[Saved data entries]
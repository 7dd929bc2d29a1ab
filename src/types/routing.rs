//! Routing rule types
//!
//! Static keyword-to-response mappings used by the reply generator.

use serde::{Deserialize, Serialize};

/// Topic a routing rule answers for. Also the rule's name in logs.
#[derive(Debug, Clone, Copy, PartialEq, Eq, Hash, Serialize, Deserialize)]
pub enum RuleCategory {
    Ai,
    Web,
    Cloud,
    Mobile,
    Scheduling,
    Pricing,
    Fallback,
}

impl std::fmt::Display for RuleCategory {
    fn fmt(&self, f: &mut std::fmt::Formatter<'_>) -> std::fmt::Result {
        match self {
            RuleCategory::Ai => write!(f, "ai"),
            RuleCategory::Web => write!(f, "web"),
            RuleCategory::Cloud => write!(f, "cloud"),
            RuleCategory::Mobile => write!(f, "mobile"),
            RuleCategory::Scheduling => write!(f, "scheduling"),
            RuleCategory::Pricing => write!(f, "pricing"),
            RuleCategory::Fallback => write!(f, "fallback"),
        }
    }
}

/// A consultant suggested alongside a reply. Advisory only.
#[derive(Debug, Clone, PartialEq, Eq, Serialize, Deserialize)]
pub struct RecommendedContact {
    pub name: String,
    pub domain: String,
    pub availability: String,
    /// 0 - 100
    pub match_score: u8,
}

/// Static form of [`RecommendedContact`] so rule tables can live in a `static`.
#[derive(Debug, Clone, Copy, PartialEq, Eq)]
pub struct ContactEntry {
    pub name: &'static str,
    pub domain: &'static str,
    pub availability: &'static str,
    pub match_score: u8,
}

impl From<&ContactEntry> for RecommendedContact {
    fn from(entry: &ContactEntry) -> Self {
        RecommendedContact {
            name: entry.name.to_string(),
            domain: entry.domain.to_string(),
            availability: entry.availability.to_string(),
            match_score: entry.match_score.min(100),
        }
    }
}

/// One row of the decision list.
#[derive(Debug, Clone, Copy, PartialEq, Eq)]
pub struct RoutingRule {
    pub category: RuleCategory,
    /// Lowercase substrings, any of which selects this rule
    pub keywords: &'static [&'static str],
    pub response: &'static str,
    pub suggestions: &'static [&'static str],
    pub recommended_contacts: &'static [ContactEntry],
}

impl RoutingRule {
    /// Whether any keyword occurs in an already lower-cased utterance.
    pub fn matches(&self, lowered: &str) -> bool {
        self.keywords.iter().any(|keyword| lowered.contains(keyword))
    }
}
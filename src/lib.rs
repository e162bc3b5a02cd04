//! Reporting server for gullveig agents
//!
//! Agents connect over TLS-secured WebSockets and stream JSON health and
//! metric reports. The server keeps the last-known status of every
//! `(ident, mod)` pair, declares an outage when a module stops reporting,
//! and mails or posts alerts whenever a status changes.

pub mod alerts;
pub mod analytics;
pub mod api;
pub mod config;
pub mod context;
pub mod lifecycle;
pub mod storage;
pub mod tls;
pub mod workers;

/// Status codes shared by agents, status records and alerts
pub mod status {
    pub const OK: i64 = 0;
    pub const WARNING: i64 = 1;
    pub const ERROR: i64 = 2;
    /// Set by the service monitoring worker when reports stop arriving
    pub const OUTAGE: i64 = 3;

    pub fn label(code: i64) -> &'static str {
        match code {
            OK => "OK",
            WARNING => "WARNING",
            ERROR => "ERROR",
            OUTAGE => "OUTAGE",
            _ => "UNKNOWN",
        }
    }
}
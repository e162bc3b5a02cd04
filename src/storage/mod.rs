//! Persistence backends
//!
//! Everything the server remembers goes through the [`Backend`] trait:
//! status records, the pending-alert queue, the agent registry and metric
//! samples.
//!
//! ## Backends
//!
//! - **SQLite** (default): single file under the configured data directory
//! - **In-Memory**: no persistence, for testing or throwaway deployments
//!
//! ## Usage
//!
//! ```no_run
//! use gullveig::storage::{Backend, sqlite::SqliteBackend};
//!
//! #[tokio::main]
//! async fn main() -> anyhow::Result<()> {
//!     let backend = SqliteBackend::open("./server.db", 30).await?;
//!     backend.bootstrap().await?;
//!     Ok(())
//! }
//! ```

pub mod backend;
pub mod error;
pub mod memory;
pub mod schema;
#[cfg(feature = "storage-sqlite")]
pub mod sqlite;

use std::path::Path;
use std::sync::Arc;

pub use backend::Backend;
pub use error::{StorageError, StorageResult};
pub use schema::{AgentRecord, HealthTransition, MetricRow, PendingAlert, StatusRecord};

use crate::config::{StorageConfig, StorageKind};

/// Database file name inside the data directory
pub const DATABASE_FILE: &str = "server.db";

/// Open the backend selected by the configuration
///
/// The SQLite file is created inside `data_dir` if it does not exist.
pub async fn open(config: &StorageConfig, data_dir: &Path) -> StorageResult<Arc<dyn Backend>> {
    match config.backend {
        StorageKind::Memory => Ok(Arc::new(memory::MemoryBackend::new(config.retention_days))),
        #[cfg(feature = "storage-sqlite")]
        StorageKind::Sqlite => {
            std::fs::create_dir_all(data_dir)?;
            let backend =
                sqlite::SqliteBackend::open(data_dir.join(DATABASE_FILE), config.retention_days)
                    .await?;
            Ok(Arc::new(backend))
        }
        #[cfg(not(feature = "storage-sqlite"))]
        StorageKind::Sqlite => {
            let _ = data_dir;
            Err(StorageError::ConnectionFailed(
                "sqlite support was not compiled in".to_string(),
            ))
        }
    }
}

* The task *
Write out the data again in full. Match it exactly.

* Exercise response *
repository 7dd929bc2d29a1ab
filename src/types/routing.rs
//! Routing rule types
//!
//! Static keyword-to-response mappings used by the reply generator.

use serde::{Deserialize, Serialize};

/// Topic a routing rule answers for. Also the rule's name in logs.
#[derive(Debug, Clone, Copy, PartialEq, Eq, Hash, Serialize, Deserialize)]
pub enum RuleCategory {
    Ai,
    Web,
    Cloud,
    Mobile,
    Scheduling,
    Pricing,
    Fallback,
}

impl std::fmt::Display for RuleCategory {
    fn fmt(&self, f: &mut std::fmt::Formatter<'_>) -> std::fmt::Result {
        match self {
            RuleCategory::Ai => write!(f, "ai"),
            RuleCategory::Web => write!(f, "web"),
            RuleCategory::Cloud => write!(f, "cloud"),
            RuleCategory::Mobile => write!(f, "mobile"),
            RuleCategory::Scheduling => write!(f, "scheduling"),
            RuleCategory::Pricing => write!(f, "pricing"),
            RuleCategory::Fallback => write!(f, "fallback"),
        }
    }
}

/// A consultant suggested alongside a reply. Advisory only.
#[derive(Debug, Clone, PartialEq, Eq, Serialize, Deserialize)]
pub struct RecommendedContact {
    pub name: String,
    pub domain: String,
    pub availability: String,
    /// 0 - 100
    pub match_score: u8,
}

/// Static form of [`RecommendedContact`] so rule tables can live in a `static`.
#[derive(Debug, Clone, Copy, PartialEq, Eq)]
pub struct ContactEntry {
    pub name: &'static str,
    pub domain: &'static str,
    pub availability: &'static str,
    pub match_score: u8,
}

impl From<&ContactEntry> for RecommendedContact {
    fn from(entry: &ContactEntry) -> Self {
        RecommendedContact {
            name: entry.name.to_string(),
            domain: entry.domain.to_string(),
            availability: entry.availability.to_string(),
            match_score: entry.match_score.min(100),
        }
    }
}

/// One row of the decision list.
#[derive(Debug, Clone, Copy, PartialEq, Eq)]
pub struct RoutingRule {
    pub category: RuleCategory,
    /// Lowercase substrings, any of which selects this rule
    pub keywords: &'static [&'static str],
    pub response: &'static str,
    pub suggestions: &'static [&'static str],
    pub recommended_contacts: &'static [ContactEntry],
}

impl RoutingRule {
    /// Whether any keyword occurs in an already lower-cased utterance.
    pub fn matches(&self, lowered: &str) -> bool {
        self.keywords.iter().any(|keyword| lowered.contains(keyword))
    }
}
filename src/lib.rs
repository e162bc3b5a02cd04
//! Reporting server for gullveig agents
//!
//! Agents connect over TLS-secured WebSockets and stream JSON health and
//! metric reports. The server keeps the last-known status of every
//! `(ident, mod)` pair, declares an outage when a module stops reporting,
//! and mails or posts alerts whenever a status changes.

pub mod alerts;
pub mod analytics;
pub mod api;
pub mod config;
pub mod context;
pub mod lifecycle;
pub mod storage;
pub mod tls;
pub mod workers;

/// Status codes shared by agents, status records and alerts
pub mod status {
    pub const OK: i64 = 0;
    pub const WARNING: i64 = 1;
    pub const ERROR: i64 = 2;
    /// Set by the service monitoring worker when reports stop arriving
    pub const OUTAGE: i64 = 3;

    pub fn label(code: i64) -> &'static str {
        match code {
            OK => "OK",
            WARNING => "WARNING",
            ERROR => "ERROR",
            OUTAGE => "OUTAGE",
            _ => "UNKNOWN",
        }
    }
}
repository e162bc3b5a02cd04
filename src/storage/mod.rs
//! Persistence backends
//!
//! Everything the server remembers goes through the [`Backend`] trait:
//! status records, the pending-alert queue, the agent registry and metric
//! samples.
//!
//! ## Backends
//!
//! - **SQLite** (default): single file under the configured data directory
//! - **In-Memory**: no persistence, for testing or throwaway deployments
//!
//! ## Usage
//!
//! ```no_run
//! use gullveig::storage::{Backend, sqlite::SqliteBackend};
//!
//! #[tokio::main]
//! async fn main() -> anyhow::Result<()> {
//!     let backend = SqliteBackend::open("./server.db", 30).await?;
//!     backend.bootstrap().await?;
//!     Ok(())
//! }
//! ```

pub mod backend;
pub mod error;
pub mod memory;
pub mod schema;
#[cfg(feature = "storage-sqlite")]
pub mod sqlite;

use std::path::Path;
use std::sync::Arc;

pub use backend::Backend;
pub use error::{StorageError, StorageResult};
pub use schema::{AgentRecord, HealthTransition, MetricRow, PendingAlert, StatusRecord};

use crate::config::{StorageConfig, StorageKind};

/// Database file name inside the data directory
pub const DATABASE_FILE: &str = "server.db";

/// Open the backend selected by the configuration
///
/// The SQLite file is created inside `data_dir` if it does not exist.
pub async fn open(config: &StorageConfig, data_dir: &Path) -> StorageResult<Arc<dyn Backend>> {
    match config.backend {
        StorageKind::Memory => Ok(Arc::new(memory::MemoryBackend::new(config.retention_days))),
        #[cfg(feature = "storage-sqlite")]
        StorageKind::Sqlite => {
            std::fs::create_dir_all(data_dir)?;
            let backend =
                sqlite::SqliteBackend::open(data_dir.join(DATABASE_FILE), config.retention_days)
                    .await?;
            Ok(Arc::new(backend))
        }
        #[cfg(not(feature = "storage-sqlite"))]
        StorageKind::Sqlite => {
            let _ = data_dir;
            Err(StorageError::ConnectionFailed(
                "sqlite support was not compiled in".to_string(),
            ))
        }
    }
}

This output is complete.